Стройна красавица Зебихон,
ё аллах дуст, б аллах…

Дни идут за днями, и однажды ишан снова зовет меня в худжру.

— Сын мой, — говорит он мне ласково, — много труда положил ты на нас! Ты теперь знаешь все дела нашего дома… И сам видишь, сколько человек я должен содержать: жены, дети, суфи, слуги, батраки! Их кормить надо, одевать… Если рассчитывать только на подаяния, мы все с голоду помрем, верно? Ты парень проворный, ловкий. Я тебя испытал. В наши тайны ты посвящен. Не зевай, сынок, пора тебе тоже добывать деньги… Каким-нибудь другим путем… Кроме сбора подаяний…

Ну и задал он мне загадку! Что означает этот «другой путь»? Я подумал-подумал, и на лице у меня, видно, отразилось все мое недоумение, потому что ишан стал объяснять мне — обиняком, намеками, — пока наконец я не уразумел смысл его слов. «Вот оно что», — подумал я и сказал вслух:

— Ладно, господин! Повинуюсь. Я готов жертвовать собой ради своего наставника…

Ишан довольно ухмыльнулся, похлопал меня по плечу и благословил. Глаза у него при этом сделались хитрые-прехитрые… А я почувствовал в себе должную храбрость.

Тут ишан быстро встал с места, сказал мне: «Подожди немножко!» — и ушел в ичкари, откуда скоро вернулся с узелком, связанным из платка. В узелке были старые штаны, рубашка, тюбетейка и поясной платок из набивного ситца.

— Вот, дитя мое, на, одень эти вещи. Это одежда моего покойного сына Миянкудрата, что утонул прошлым летом в хаузе. Прочти ему заупокойную молитву…

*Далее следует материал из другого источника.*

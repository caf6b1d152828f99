/// Applies a percentage discount, rounding the result up and flooring it
/// at one minor currency unit. A discount may never make a sale free.
pub fn discounted_price_minor(price_minor: i32, discount_percent: i32) -> i32 {
    let remaining = (100 - discount_percent).clamp(0, 100) as i64;
    let scaled = price_minor as i64 * remaining;
    // Equivalent to `scaled.div_ceil(100)`; the signed `div_ceil` inherent
    // method is still unstable on this toolchain (rust-lang/rust#88581).
    let quotient = scaled / 100;
    let discounted = if scaled % 100 > 0 { quotient + 1 } else { quotient };
    discounted.max(1) as i32
}

#[cfg(test)]
mod tests {
    use super::*;

    #[test]
    fn rounds_up_to_the_next_minor_unit() {
        assert_eq!(discounted_price_minor(100, 15), 85);
        assert_eq!(discounted_price_minor(500, 10), 450);
        assert_eq!(discounted_price_minor(999, 33), 670);
    }

    #[test]
    fn never_drops_below_one_minor_unit() {
        assert_eq!(discounted_price_minor(10, 95), 1);
        assert_eq!(discounted_price_minor(1, 99), 1);
        assert_eq!(discounted_price_minor(100, 100), 1);
    }
}
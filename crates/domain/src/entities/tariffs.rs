use chrono::{DateTime, Utc};

#[derive(Debug, Clone)]
pub struct TariffEntity {
    pub id: i32,
    pub name: String,
    pub price_minor: i32,
    pub duration_days: i32,
    pub created_at: DateTime<Utc>,
}

#[derive(Debug, Clone)]
pub struct InsertTariffEntity {
    pub name: String,
    pub price_minor: i32,
    pub duration_days: i32,
}
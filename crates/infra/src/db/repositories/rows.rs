use chrono::{DateTime, Utc};
use diesel::prelude::*;

use crate::db::postgres::schema::{payments, promo_codes, tariffs, users};
use domain::entities::{
    promo_codes::PromoCodeEntity, tariffs::TariffEntity, users::UserEntity,
};

/// Raw rows used for Diesel queries; the domain entities stay free of
/// storage derives.
#[derive(Debug, Clone, Identifiable, Selectable, Queryable)]
#[diesel(table_name = users)]
pub struct UserRow {
    pub id: i64,
    pub username: Option<String>,
    pub subscription_end: Option<DateTime<Utc>>,
    pub created_at: DateTime<Utc>,
}

impl From<UserRow> for UserEntity {
    fn from(value: UserRow) -> Self {
        Self {
            id: value.id,
            username: value.username,
            subscription_end: value.subscription_end,
            created_at: value.created_at,
        }
    }
}

#[derive(Debug, Clone, Identifiable, Selectable, Queryable)]
#[diesel(table_name = tariffs)]
pub struct TariffRow {
    pub id: i32,
    pub name: String,
    pub price_minor: i32,
    pub duration_days: i32,
    pub created_at: DateTime<Utc>,
}

impl From<TariffRow> for TariffEntity {
    fn from(value: TariffRow) -> Self {
        Self {
            id: value.id,
            name: value.name,
            price_minor: value.price_minor,
            duration_days: value.duration_days,
            created_at: value.created_at,
        }
    }
}

#[derive(Debug, Clone, Identifiable, Selectable, Queryable)]
#[diesel(table_name = promo_codes)]
pub struct PromoCodeRow {
    pub id: i32,
    pub code: String,
    pub discount_percent: i32,
    pub max_uses: i32,
    pub uses_count: i32,
    pub is_active: bool,
    pub created_at: DateTime<Utc>,
}

impl From<PromoCodeRow> for PromoCodeEntity {
    fn from(value: PromoCodeRow) -> Self {
        Self {
            id: value.id,
            code: value.code,
            discount_percent: value.discount_percent,
            max_uses: value.max_uses,
            uses_count: value.uses_count,
            is_active: value.is_active,
            created_at: value.created_at,
        }
    }
}

#[derive(Debug, Clone, Insertable)]
#[diesel(table_name = tariffs)]
pub struct NewTariffRow {
    pub name: String,
    pub price_minor: i32,
    pub duration_days: i32,
}

#[derive(Debug, Clone, Insertable)]
#[diesel(table_name = promo_codes)]
pub struct NewPromoCodeRow {
    pub code: String,
    pub discount_percent: i32,
    pub max_uses: i32,
}

#[derive(Debug, Clone, Insertable)]
#[diesel(table_name = payments)]
pub struct NewPaymentRow {
    pub user_id: i64,
    pub tariff_name: String,
    pub amount_minor: i32,
    pub duration_days: i32,
    pub provider_payment_id: String,
}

— Аминь, царствие ему небесное…

— Дай боже…

Я стал думать, как выполнить новое поручение ишана, но на ловца, видно, и зверь бежит. Когда на другой день вечером я возвращался в обитель из ближнего селения, куда меня зачем-то послали, то увидел в поле непривязанную двухгодовалую телку. Отстала ли она от стада, заблудилась ли — я ее спрашивать не стал, а попросту снял свой поясной платок, накинул ей на рога и тихо-мирно повел ее в обитель. Ишан обрадовался.